MEREDITH, Chief District Judge.


This is an appeal by the Government from a judgment in a condemnation proceeding tried before a jury. The jury awarded the landowners $976.071 as just compensation. The Government by its declaration of taking took title in fee to 13.06 acres and flowage easements of 1,947.13 acres out of a tract of land of approximately 10,000 acres, in connection with the construction of Lock and Dam No. 2 of the Arkansas River Project.


The issue presented by this appeal is whether, in a condemnation proceeding, the district court had jurisdiction to permit the landowners to introduce evidence relating to alleged flooding beyond the area described in the complaint and declaration of taking.

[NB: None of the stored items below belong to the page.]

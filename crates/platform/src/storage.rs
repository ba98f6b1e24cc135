//! Storage abstraction for removable media
//!
//! A [`Storage`] is the medium itself: it is mounted, probed for presence,
//! and hands out [`File`] handles. The recorder moves its `Storage` into a
//! single owner task, so implementations are free to assume one caller at a
//! time.

/// How [`Storage::open_file`] opens a path.
#[derive(Debug, Clone, Copy, PartialEq, Eq)]
#[cfg_attr(feature = "defmt", derive(defmt::Format))]
pub enum OpenMode {
    /// Open an existing file for reading.
    Read,
    /// Create the file (truncating any existing content) for read + write.
    CreateTruncate,
}

/// File-name convention accepted by the medium.
#[derive(Debug, Clone, Copy, PartialEq, Eq)]
#[cfg_attr(feature = "defmt", derive(defmt::Format))]
pub enum NameStyle {
    /// Long file names (`audio_000007.wav`).
    Long,
    /// 8.3 names only (`AU000007.WAV`), FAT without LFN support.
    Short,
}

/// Filesystem family reported at mount.
#[derive(Debug, Clone, Copy, PartialEq, Eq)]
#[cfg_attr(feature = "defmt", derive(defmt::Format))]
pub enum VolumeKind {
    /// FAT12/16/32 volume on a card.
    Fat,
    /// Directory on a host filesystem.
    Host,
    /// In-memory medium (tests).
    Memory,
}

impl VolumeKind {
    /// Short label for logs.
    pub const fn as_str(self) -> &'static str {
        match self {
            Self::Fat => "FAT",
            Self::Host => "host",
            Self::Memory => "memory",
        }
    }
}

/// Summary of a freshly mounted medium.
#[derive(Debug, Clone, Copy, PartialEq, Eq)]
#[cfg_attr(feature = "defmt", derive(defmt::Format))]
pub struct MediumInfo {
    /// Raw capacity in bytes, when the backend can report it.
    pub capacity_bytes: Option<u64>,
    /// Filesystem family.
    pub kind: VolumeKind,
}

/// Storage trait for removable media
pub trait Storage {
    /// Error type
    type Error: core::fmt::Debug;
    /// File type
    type File: File<Error = Self::Error>;

    /// Probe the medium and mount its filesystem.
    ///
    /// Calling `mount` on an already mounted medium re-probes it.
    fn mount(&mut self) -> impl core::future::Future<Output = Result<MediumInfo, Self::Error>>;

    /// Forget the mounted filesystem. Open files must not be used afterwards.
    fn unmount(&mut self);

    /// Whether the medium is mounted and still present.
    fn is_mounted(&self) -> bool;

    /// Naming convention the mounted filesystem accepts.
    fn name_style(&self) -> NameStyle {
        NameStyle::Long
    }

    /// Open a file in the root directory.
    fn open_file(
        &mut self,
        path: &str,
        mode: OpenMode,
    ) -> impl core::future::Future<Output = Result<Self::File, Self::Error>>;

    /// Close a file, releasing its handle on the medium.
    fn close_file(
        &mut self,
        file: Self::File,
    ) -> impl core::future::Future<Output = Result<(), Self::Error>>;

    /// Check if path exists
    fn exists(
        &mut self,
        path: &str,
    ) -> impl core::future::Future<Output = Result<bool, Self::Error>>;
}

/// Random-access file handle
pub trait File {
    /// Error type
    type Error: core::fmt::Debug;

    /// Read from current position
    fn read(
        &mut self,
        buf: &mut [u8],
    ) -> impl core::future::Future<Output = Result<usize, Self::Error>>;

    /// Write at the current position, returning the number of bytes written.
    ///
    /// A count below `buf.len()` means the medium accepted only part of the
    /// data (for instance because it is full).
    fn write(&mut self, buf: &[u8]) -> impl core::future::Future<Output = Result<usize, Self::Error>>;

    /// Seek to an absolute position, returning the new position.
    fn seek(&mut self, pos: u64) -> impl core::future::Future<Output = Result<u64, Self::Error>>;

    /// Make every write so far durable on the medium.
    fn flush(&mut self) -> impl core::future::Future<Output = Result<(), Self::Error>>;

    /// Current file length in bytes.
    fn size(&mut self) -> impl core::future::Future<Output = Result<u64, Self::Error>>;
}
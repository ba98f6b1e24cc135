//! EXTI-backed timestamp button.
//!
//! # Pin assignment
//!
//! | Signal | MCU pin | Notes                                   |
//! |--------|---------|-----------------------------------------|
//! | Button | PC13    | EXTI13, both edges                      |
//!
//! The EXTI interrupt only wakes the button task; the level is sampled in
//! task context right after the wake-up. A bounce that settles before the
//! sample yields two identical edges in a row, which the debouncer ignores.

use embassy_stm32::exti::{AnyChannel, ExtiInput};
use embassy_stm32::gpio::{AnyPin, Input, Pull};

use platform::{ButtonInput, Edge};
use recorder::button::run_button;
use recorder::channel::TimestampSender;
use recorder::{ButtonMonitor, Diagnostics};

use super::Polarity;

/// Button on an EXTI line.
pub struct ExtiButton {
    pin: ExtiInput<'static, AnyPin>,
    polarity: Polarity,
}

impl ExtiButton {
    /// Wrap a configured EXTI input.
    pub fn new(pin: ExtiInput<'static, AnyPin>, polarity: Polarity) -> Self {
        Self { pin, polarity }
    }
}

impl ButtonInput for ExtiButton {
    async fn wait_for_edge(&mut self) -> Edge {
        self.pin.wait_for_any_edge().await;
        self.polarity.edge_for(self.pin.is_high())
    }
}

/// Button task: edges in, debounced timestamp events out.
///
/// Spawned on the interrupt executor so presses are stamped without waiting
/// for an SD write to finish. The EXTI input is built here from the raw pin
/// and line, which are `Send`.
#[embassy_executor::task]
pub async fn button_task(
    pin: AnyPin,
    line: AnyChannel,
    polarity: Polarity,
    monitor: &'static ButtonMonitor,
    tx: TimestampSender<'static>,
    diag: &'static Diagnostics,
) {
    let pull = match polarity {
        Polarity::ActiveLow => Pull::Up,
        Polarity::ActiveHigh => Pull::Down,
    };
    let mut button = ExtiButton::new(ExtiInput::new(Input::new(pin, pull), line), polarity);
    run_button(&mut button, monitor, tx, diag).await
}
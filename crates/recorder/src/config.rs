//! Recorder configuration
//!
//! Compile-time constants size the static buffers and channels; the
//! thresholds the storage path acts on are carried at runtime in
//! [`RecorderConfig`] so tests can shrink them.

use platform::dma_safety::CAPTURE_DMA_BLOCK_BYTES;
use platform::AudioConfig;

// ── Capture format ───────────────────────────────────────────────────────────

/// Format of every recording.
pub const FORMAT: AudioConfig = AudioConfig::CD_STEREO;

/// Largest DMA block the capture loop hands to the accumulator.
pub const DMA_BLOCK_BYTES: usize = CAPTURE_DMA_BLOCK_BYTES;

// ── Storage path ─────────────────────────────────────────────────────────────

/// Audio accumulated before one storage write.
pub const FLUSH_INTERVAL_MS: u32 = 100;

/// Bytes in [`FLUSH_INTERVAL_MS`] of audio (17 640 at 44.1 kHz stereo 16-bit).
pub const FLUSH_THRESHOLD_BYTES: usize = FORMAT.bytes_for_ms(FLUSH_INTERVAL_MS) as usize;

/// Accumulator capacity: the flush threshold plus one block of slack, so a
/// block arriving just below the threshold always fits.
pub const ACCUMULATOR_CAPACITY: usize = FLUSH_THRESHOLD_BYTES + DMA_BLOCK_BYTES;

/// Accumulation buffers cycling between the capture loop and storage owner.
pub const AUDIO_BUFFER_COUNT: usize = 2;

/// Recording length after which a new file pair is started (1 hour).
pub const ROTATION_INTERVAL_MS: u32 = 3_600_000;

/// Data-chunk size that triggers rotation (635 040 000 bytes).
pub const ROTATION_THRESHOLD_BYTES: u32 = FORMAT.bytes_for_ms(ROTATION_INTERVAL_MS);

/// Deadline for forwarding one block to the monitor sink.
pub const MONITOR_WRITE_TIMEOUT_MS: u64 = 5;

/// Counter values tried before giving up on finding an unused file name.
pub const MAX_NAME_ATTEMPTS: u32 = 16;

// ── Button ───────────────────────────────────────────────────────────────────

/// Quiet time after a release before a new press is accepted.
pub const DEBOUNCE_QUIET_MS: u64 = 10;

/// A press held longer than this is treated as a missed release.
pub const PRESS_TIMEOUT_MS: u64 = 10_000;

// ── Channels ─────────────────────────────────────────────────────────────────

/// Depth of the button → storage timestamp channel.
pub const TIMESTAMP_CHANNEL_DEPTH: usize = 8;

/// Depth of the storage request channel.
pub const STORAGE_CHANNEL_DEPTH: usize = 8;

const _: () = assert!(FLUSH_THRESHOLD_BYTES == 17_640);
const _: () = assert!(DMA_BLOCK_BYTES <= 4096);
const _: () = assert!(ROTATION_THRESHOLD_BYTES == 635_040_000);
// Header plus a full rotation must stay below the 32-bit RIFF size limit.
const _: () = assert!((ROTATION_THRESHOLD_BYTES as u64) + (ACCUMULATOR_CAPACITY as u64) + 44 < u32::MAX as u64);
const _: () = assert!(STORAGE_CHANNEL_DEPTH >= AUDIO_BUFFER_COUNT);

/// Invalid [`RecorderConfig`].
#[derive(Debug, Clone, Copy, PartialEq, Eq)]
#[cfg_attr(feature = "defmt", derive(defmt::Format))]
pub enum ConfigError {
    /// The PCM format itself is invalid.
    Format(platform::AudioConfigError),
    /// Flush threshold is zero or leaves no room for one DMA block.
    FlushThreshold,
    /// Rotation threshold is zero.
    RotationThreshold,
}

impl ConfigError {
    /// Short label for logs.
    pub const fn as_str(&self) -> &'static str {
        match self {
            Self::Format(_) => "invalid audio format",
            Self::FlushThreshold => "invalid flush threshold",
            Self::RotationThreshold => "invalid rotation threshold",
        }
    }
}

impl core::fmt::Display for ConfigError {
    fn fmt(&self, f: &mut core::fmt::Formatter<'_>) -> core::fmt::Result {
        f.write_str(self.as_str())
    }
}

/// Runtime recorder settings
#[derive(Debug, Clone, Copy, PartialEq, Eq)]
#[cfg_attr(feature = "defmt", derive(defmt::Format))]
pub struct RecorderConfig {
    /// Format written into every WAV header.
    pub format: AudioConfig,
    /// Accumulated bytes that trigger a storage write.
    pub flush_threshold_bytes: usize,
    /// Data-chunk size after which the session rotates.
    pub rotation_threshold_bytes: u32,
}

impl Default for RecorderConfig {
    fn default() -> Self {
        Self {
            format: FORMAT,
            flush_threshold_bytes: FLUSH_THRESHOLD_BYTES,
            rotation_threshold_bytes: ROTATION_THRESHOLD_BYTES,
        }
    }
}

impl RecorderConfig {
    /// Check the settings against the static buffer sizes.
    pub fn validate(&self) -> Result<(), ConfigError> {
        self.format.validate().map_err(ConfigError::Format)?;
        let fits = self
            .flush_threshold_bytes
            .checked_add(DMA_BLOCK_BYTES)
            .is_some_and(|n| n <= ACCUMULATOR_CAPACITY);
        if self.flush_threshold_bytes == 0 || !fits {
            return Err(ConfigError::FlushThreshold);
        }
        if self.rotation_threshold_bytes == 0 {
            return Err(ConfigError::RotationThreshold);
        }
        Ok(())
    }
}
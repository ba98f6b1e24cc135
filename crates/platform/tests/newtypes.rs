//! Type-level contracts of the platform abstractions.
//! The recorder relies on these shapes; a change here is an API break.

#[test]
fn edge_from_level_maps_active_high() {
    use platform::Edge;
    assert_eq!(Edge::from_level(true), Edge::Pressed);
    assert_eq!(Edge::from_level(false), Edge::Released);
}

#[test]
fn small_enums_stay_one_byte() {
    // These cross channels and ISR boundaries by value.
    assert_eq!(core::mem::size_of::<platform::Edge>(), 1);
    assert_eq!(core::mem::size_of::<platform::CaptureFault>(), 1);
    assert_eq!(core::mem::size_of::<platform::OpenMode>(), 1);
    assert_eq!(core::mem::size_of::<platform::NameStyle>(), 1);
}

#[test]
fn capture_fault_labels() {
    use platform::CaptureFault;
    assert_eq!(CaptureFault::Overrun.as_str(), "overrun");
    assert_eq!(CaptureFault::Dma.to_string(), "dma error");
}

#[test]
fn volume_kind_labels() {
    use platform::VolumeKind;
    assert_eq!(VolumeKind::Fat.as_str(), "FAT");
    assert_eq!(VolumeKind::Host.as_str(), "host");
}

#[test]
fn cd_stereo_is_default_format() {
    use platform::AudioConfig;
    assert_eq!(AudioConfig::default(), AudioConfig::CD_STEREO);
    assert_eq!(AudioConfig::CD_STEREO.sample_rate, 44_100);
}
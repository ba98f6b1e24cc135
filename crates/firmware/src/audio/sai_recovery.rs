//! SAI overrun recovery.
//!
//! # Background: embassy issue #3205
//!
//! Once the SAI ring buffer overruns, every later `read()` (or `write()` on a
//! transmitter) fails immediately with an overrun error. The driver has no
//! reset; the ring and its DMA state stay stuck until the driver is dropped
//! and rebuilt.
//!
//! For capture an overrun means the capture task fell a full ring behind
//! the codec. Those samples are gone either way; the recovery restores the
//! stream so the current session continues with a gap instead of ending.
//!
//! # This module
//!
//! [`SaiRecoveryState`] tracks whether the driver must be rebuilt. It holds no
//! embassy-stm32 types so it runs in host tests; the drop + rebuild lives in
//! [`super::sai`].
//!
//! ```rust,ignore
//! let mut recovery = SaiRecoveryState::new();
//!
//! loop {
//!     if recovery.needs_recovery() {
//!         drop(sai);
//!         sai = build();
//!         recovery.on_recovered();
//!     }
//!     let result = sai.read(&mut words).await.map_err(SaiTransferError::from);
//!     recovery.on_transfer_result(result);
//! }
//! ```

use platform::CaptureFault;

/// SAI transfer error variants relevant to recovery.
///
/// Maps from `embassy_stm32::sai::Error` on hardware builds.
#[derive(Debug, Clone, Copy, PartialEq, Eq)]
#[cfg_attr(feature = "defmt", derive(defmt::Format))]
pub enum SaiTransferError {
    /// Ring buffer overrun: the driver is stuck until rebuilt.
    Overrun,
    /// Any other driver error (wrong direction, DMA misconfiguration).
    Other,
}

impl From<SaiTransferError> for CaptureFault {
    fn from(e: SaiTransferError) -> Self {
        match e {
            SaiTransferError::Overrun => Self::Overrun,
            SaiTransferError::Other => Self::Dma,
        }
    }
}

/// SAI driver recovery state machine.
///
/// `overrun_count` saturates at [`u8::MAX`].
#[derive(Debug, Clone, Copy, PartialEq, Eq)]
#[cfg_attr(feature = "defmt", derive(defmt::Format))]
pub enum SaiRecoveryState {
    /// Transfers succeed.
    Healthy,
    /// One or more overruns since the last rebuild.
    NeedsRecovery {
        /// Overruns since the last rebuild.
        overrun_count: u8,
    },
}

impl SaiRecoveryState {
    /// Start healthy.
    pub const fn new() -> Self {
        Self::Healthy
    }

    /// The driver must be dropped and rebuilt before the next transfer.
    pub const fn needs_recovery(&self) -> bool {
        matches!(self, Self::NeedsRecovery { .. })
    }

    /// Update after every transfer attempt. Only overruns change state.
    pub fn on_transfer_result(&mut self, result: Result<(), SaiTransferError>) {
        if let Err(SaiTransferError::Overrun) = result {
            *self = Self::NeedsRecovery {
                overrun_count: match self {
                    Self::NeedsRecovery { overrun_count } => overrun_count.saturating_add(1),
                    Self::Healthy => 1,
                },
            };
        }
    }

    /// Call once the driver has been rebuilt.
    pub fn on_recovered(&mut self) {
        *self = Self::Healthy;
    }

    /// Overruns since the last rebuild, 0 when healthy.
    pub const fn overrun_count(&self) -> u8 {
        match self {
            Self::NeedsRecovery { overrun_count } => *overrun_count,
            Self::Healthy => 0,
        }
    }
}

impl Default for SaiRecoveryState {
    fn default() -> Self {
        Self::new()
    }
}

The date of taking was December 9, 1966. The evidence below in behalf of the landowners showed the value on the entire tract at approximately $350.00 per acre before the taking and the damage caused by the taking ranged from $123.00 per acre to $150.00 per acre for the entire tract. The basis for the damages, as testified to by the landowners' appraisers over the objection of the Government, was that up to 4,000 acres of land, in addition to the approximately 2,000 acres taken, occasionally would be flooded by the Project. The landowners' damage, according to their witnesses, ranged from $1,184,195 to $1,500,000.


The Government witnesses testified that the damage to the tracts in question caused by the taking in fee and the flowage easements amounted to from $110,000 to $116,000.


Upon completion of the testimony, the Government moved for a directed verdict on the grounds that the landowners' appraisals were not supported by any probative evidence, because they were not limited to the land described in the declaration of taking. The Government also objected to one of the instructions given by the Court to the jury.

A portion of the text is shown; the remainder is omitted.